[Items from a data source]
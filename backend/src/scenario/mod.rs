//! Scenario files
//!
//! A scenario is a line-oriented text description of one simulation run:
//!
//! ```text
//! # two devices, one link
//! LENGTH 100
//! DEVICE 1
//! DEVICE 2
//! PROPAGATE 1 2 3
//! ALERT 1 fire 0
//! CANCEL 1 fire 1
//! ```
//!
//! Blank lines and `#` comments are skipped, tokens are whitespace separated,
//! and trailing tokens beyond the ones a directive needs are ignored.

mod parser;

pub use parser::{load_scenario, parse_scenario};

use std::path::PathBuf;
use thiserror::Error;

/// Errors produced while loading or parsing a scenario
///
/// Line numbers are 1-based.
#[derive(Debug, Error)]
pub enum ScenarioError {
    #[error("Scenario file not found: {}", .0.display())]
    NotFound(PathBuf),

    #[error("Failed to read {}: {source}", .path.display())]
    Io {
        path: PathBuf,
        #[source]
        source: std::io::Error,
    },

    #[error("Line {line}: unknown directive '{directive}'")]
    UnknownDirective { line: usize, directive: String },

    #[error("Line {line}: {directive} is missing its {field}")]
    MissingField {
        line: usize,
        directive: &'static str,
        field: &'static str,
    },

    #[error("Line {line}: {field} must be an integer, got '{value}'")]
    InvalidInteger {
        line: usize,
        field: &'static str,
        value: String,
    },

    #[error("Scenario has no LENGTH directive")]
    MissingHorizon,

    #[error("LENGTH must be >= 0, got {0}")]
    NegativeHorizon(i64),

    #[error("Line {line}: PROPAGATE delay must be >= 0, got {delay}")]
    NegativeDelay { line: usize, delay: i64 },
}

impl ScenarioError {
    /// Whether the scenario file itself could not be located
    pub fn is_not_found(&self) -> bool {
        matches!(self, ScenarioError::NotFound(_))
    }
}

Your assignment:
Return exactly what appears in the records from the line with "#[derive(Debug, Error)]" through the final line, and nothing else.

Output for this task:
#[derive(Debug, Error)]
pub enum ScenarioError {
    #[error("Scenario file not found: {}", .0.display())]
    NotFound(PathBuf),

    #[error("Failed to read {}: {source}", .path.display())]
    Io {
        path: PathBuf,
        #[source]
        source: std::io::Error,
    },

    #[error("Line {line}: unknown directive '{directive}'")]
    UnknownDirective { line: usize, directive: String },

    #[error("Line {line}: {directive} is missing its {field}")]
    MissingField {
        line: usize,
        directive: &'static str,
        field: &'static str,
    },

    #[error("Line {line}: {field} must be an integer, got '{value}'")]
    InvalidInteger {
        line: usize,
        field: &'static str,
        value: String,
    },

    #[error("Scenario has no LENGTH directive")]
    MissingHorizon,

    #[error("LENGTH must be >= 0, got {0}")]
    NegativeHorizon(i64),

    #[error("Line {line}: PROPAGATE delay must be >= 0, got {delay}")]
    NegativeDelay { line: usize, delay: i64 },
}

impl ScenarioError {
    /// Whether the scenario file itself could not be located
    pub fn is_not_found(&self) -> bool {
        matches!(self, ScenarioError::NotFound(_))
    }
}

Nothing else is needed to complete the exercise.